WHAT lines can capture the impact of the ugly scenes that played out outside the Lahore High Court on Monday? What can one say when the edifice of justice is attacked by those who are meant to uphold the law, and who have, ironically enough, been trained to present their arguments in a civilised way? Unfortunately, given the growing propensity of the legal community to resort to violence, the lawyers’ charge on the court premises was almost inevitable. There are many angles to the unfolding story. There are many who believe that the confrontation between the bar and the bench could have been better handled. There is also an opinion that had a more prominent member of the legal community been involved in the row, the action taken might have been less strict than it has been in the case of the president of the Multan bar who is the subject of contempt proceedings that have brought the confrontation to an altogether new level. The office-bearer has drawn both applause and ire for offering free tuition to those who want to avoid arrest on court orders; and yet, his role may ultimately be incidental considering the size of the conflict between the bench and the bar. Something had to give finally. There had to be someone providing the stimulus.

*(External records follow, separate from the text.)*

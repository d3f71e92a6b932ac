//! Gossip transport abstraction.
//!
//! The service never talks to the network directly. It installs filters
//! (topic set + decryption key), polls each filter for messages the
//! transport has already matched and decrypted, and hands outgoing
//! envelopes back to the transport for sealing and proof-of-work.
//!
//! ```text
//! Transport (trait)
//!     │
//!     ├── MemoryTransport   in-process loopback (tests, local runs)
//!     │
//!     └── <node binding>    provided by the embedding application
//! ```
//!
//! Routing contract every implementation follows:
//! - an envelope with `dst` is delivered only to asymmetric filters whose
//!   public key equals `dst`
//! - otherwise an envelope with `key_sym` is delivered to symmetric filters
//!   holding the same key, and the message reports that key's hash
//! - in both cases the envelope topic must be one of the filter's topics
//!
//! Rust guideline compliant 2026-02

pub mod memory;

use async_trait::async_trait;
use p256::{PublicKey, SecretKey};
use thiserror::Error;

use crate::keys::{Hash, SessionKey};
use crate::topic::TopicId;

pub use memory::MemoryTransport;

/// Identifier of an installed filter.
#[derive(Debug, Clone, Hash, Eq, PartialEq)]
pub struct FilterId(pub String);

impl std::fmt::Display for FilterId {
    fn fmt(&self, f: &mut std::fmt::Formatter<'_>) -> std::fmt::Result {
        match self.0.char_indices().nth(8) {
            Some((end, _)) => write!(f, "{}...", &self.0[..end]),
            None => f.write_str(&self.0),
        }
    }
}

impl From<String> for FilterId {
    fn from(s: String) -> Self {
        Self(s)
    }
}

/// Key a filter decrypts with.
#[derive(Clone)]
pub enum FilterKey {
    /// Shared session key.
    Symmetric(SessionKey),
    /// Recipient private key.
    Asymmetric(SecretKey),
}

impl std::fmt::Debug for FilterKey {
    fn fmt(&self, f: &mut std::fmt::Formatter<'_>) -> std::fmt::Result {
        match self {
            Self::Symmetric(key) => f.debug_tuple("Symmetric").field(&key.hash()).finish(),
            Self::Asymmetric(_) => f.write_str("Asymmetric(..)"),
        }
    }
}

/// Subscription: messages on any of `topics` that `key` can open.
#[derive(Clone, Debug)]
pub struct Filter {
    /// Decryption key.
    pub key: FilterKey,
    /// Topics to match.
    pub topics: Vec<TopicId>,
}

impl Filter {
    /// Filter opening messages sealed with a session key.
    pub fn symmetric(key: SessionKey, topics: Vec<TopicId>) -> Self {
        Self {
            key: FilterKey::Symmetric(key),
            topics,
        }
    }

    /// Filter opening messages addressed to `secret`'s public key.
    pub fn asymmetric(secret: SecretKey, topics: Vec<TopicId>) -> Self {
        Self {
            key: FilterKey::Asymmetric(secret),
            topics,
        }
    }

    /// Whether the filter listens on `topic`.
    pub fn matches_topic(&self, topic: &TopicId) -> bool {
        self.topics.contains(topic)
    }
}

/// Outgoing message before sealing.
#[derive(Clone)]
pub struct Envelope {
    /// Routing topic.
    pub topic: TopicId,
    /// Plaintext payload.
    pub payload: Vec<u8>,
    /// Signing key; recipients see its public key as the sender.
    pub src: Option<SecretKey>,
    /// Recipient public key. Takes precedence over `key_sym`.
    pub dst: Option<PublicKey>,
    /// Symmetric key, used when `dst` is absent.
    pub key_sym: Option<SessionKey>,
    /// Time to live in seconds.
    pub ttl: u32,
    /// Proof-of-work target.
    pub pow: f64,
}

impl std::fmt::Debug for Envelope {
    fn fmt(&self, f: &mut std::fmt::Formatter<'_>) -> std::fmt::Result {
        f.debug_struct("Envelope")
            .field("topic", &self.topic)
            .field("payload_len", &self.payload.len())
            .field("signed", &self.src.is_some())
            .field("dst", &self.dst.as_ref().map(crate::keys::fingerprint))
            .field("key_sym", &self.key_sym)
            .field("ttl", &self.ttl)
            .field("pow", &self.pow)
            .finish()
    }
}

/// A matched and decrypted message.
#[derive(Clone, Debug)]
pub struct ReceivedMessage {
    /// Topic it arrived on.
    pub topic: TopicId,
    /// Decrypted payload.
    pub payload: Vec<u8>,
    /// Sender public key, if the envelope was signed.
    pub src: Option<PublicKey>,
    /// Recipient public key, for asymmetric messages.
    pub dst: Option<PublicKey>,
    /// Hash of the symmetric key that opened it.
    pub sym_key_hash: Option<Hash>,
}

/// Errors from transport operations.
#[derive(Debug, Error)]
pub enum TransportError {
    /// Filter id is not installed.
    #[error("unknown filter: {0}")]
    UnknownFilter(FilterId),
    /// Envelope refused (ttl, proof of work, missing key).
    #[error("envelope rejected: {0}")]
    Rejected(String),
    /// Underlying node failure.
    #[error("transport unavailable: {0}")]
    Unavailable(String),
}

/// Topic-routed encrypted pub/sub transport.
#[async_trait]
pub trait Transport: Send + Sync {
    /// Install a filter.
    ///
    /// # Errors
    ///
    /// Returns `TransportError::Unavailable` if the node refuses the filter.
    async fn watch(&self, filter: Filter) -> Result<FilterId, TransportError>;

    /// Remove a filter; its undelivered messages are dropped.
    async fn unwatch(&self, id: &FilterId) -> Result<(), TransportError>;

    /// Drain messages matched by a filter since the last call.
    ///
    /// Must not block on network I/O.
    async fn retrieve(&self, id: &FilterId) -> Result<Vec<ReceivedMessage>, TransportError>;

    /// Seal and post an envelope.
    async fn send(&self, envelope: Envelope) -> Result<(), TransportError>;
}

#[cfg(test)]
mod tests {
    use super::*;

    #[test]
    fn test_filter_id_display_truncates_by_character() {
        assert_eq!(FilterId::from("abcdef".to_string()).to_string(), "abcdef");
        assert_eq!(FilterId::from("0123456789ab".to_string()).to_string(), "01234567...");
        assert_eq!(FilterId::from("fïltér-ïdéntïty".to_string()).to_string(), "fïltér-ï...");
        assert_eq!(FilterId::from("ïïïïïïïï".to_string()).to_string(), "ïïïïïïïï");
    }
}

The focus may now be shifted from the brawl to the effort to revive a functioning relationship between the judiciary and the lawyers. This is where some brave decisions have to be taken and precedents set. The lawyers are polarised and they are prone to acting as a gang that has no qualms about intimidating members of the bench routinely, terrorising junior judicial officers and even putting pressure on the senior ones — all in pursuit of rulings of their choice. The feeling is that these lawyers could have perhaps have been helped in a more constructive way by a judiciary which does not have a history of succumbing to the politics of the day. After the dust settles, a return of the bar to old values has to coincide with a process where the judiciary is seen to be above any kind of bias and politics. The sooner the legal circles are able to initiate this process the better it will be for everyone concerned. The people are fast losing whatever hope they had been left with.